Microsoft Azure ML gives developers the ability
to create predictive analytics models and deploy
them over cloud web services. It provides the ability
to integrate and easily access a variety of data
sources, apply popular ML algorithms, provide
extensive model evaluation abilities, and support
end-to-end workflows to build predictive models by
easily integrating the developer into the repeatable
workflow pattern.
Fig. 1. Workflow depicting the iterative nature of predictive
model generation in Microsoft Azure ML. (source: Microsoft
Azure Essentials: Azure Machine Learning (ISBN
9780735698178), by Jeff Barnes)
Microsoft Azure ML is based on an iterative
process of building models. It has the ability to
generate “experimental” models for the data,
determine their accuracy, fail fast, and move on to
developing the next model.
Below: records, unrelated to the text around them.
//! Shared utilities for integration tests.

use std::net::SocketAddr;

use tokio::net::TcpListener;
use tokio::task::JoinHandle;

use usermanager::config::ServiceConfig;
use usermanager::http::HttpServer;
use usermanager::lifecycle::{assemble, Shutdown};

/// A service running on an ephemeral port.
pub struct TestService {
    pub addr: SocketAddr,
    pub shutdown: Shutdown,
    #[allow(dead_code)]
    pub handle: JoinHandle<Result<(), std::io::Error>>,
}

impl TestService {
    pub fn url(&self, path: &str) -> String {
        format!("http://{}{}", self.addr, path)
    }
}

/// Assemble and start the service with `config`, bound to 127.0.0.1:0.
pub async fn spawn_service(config: ServiceConfig) -> TestService {
    let listener = TcpListener::bind("127.0.0.1:0").await.unwrap();
    let addr = listener.local_addr().unwrap();

    let assembly = assemble(&config).expect("route tree should assemble");
    let server = HttpServer::new(config, assembly);

    let shutdown = Shutdown::new();
    let server_shutdown = shutdown.subscribe();
    let handle = tokio::spawn(async move { server.run(listener, server_shutdown).await });

    TestService {
        addr,
        shutdown,
        handle,
    }
}

/// Client that never reuses connections, so shutdown is not held open.
pub fn client() -> reqwest::Client {
    reqwest::Client::builder()
        .pool_max_idle_per_host(0)
        .no_proxy()
        .build()
        .unwrap()
}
This loop continues until
it has produced the best predictive model for the data.
Fig 1. illustrates the detailed steps involved in Azure
ML for achieving the desired predictive model.
Microsoft Azure ML also helps you clean the data,
compile it, and analyze the training and testing data
sets for discrepancies. Utilizing the preprocessed
data and its attributes, it generates a model using its
numerous built-in ML algorithms. It then evaluates
the credibility of this model by determining its
accuracy to predict the outcome correctly. If it does
not receive the required minimum accuracy of
results, it again reruns its various built-in algorithms
and re-ensembles until it attains the desired model
with the best possible confidence factor/accuracy.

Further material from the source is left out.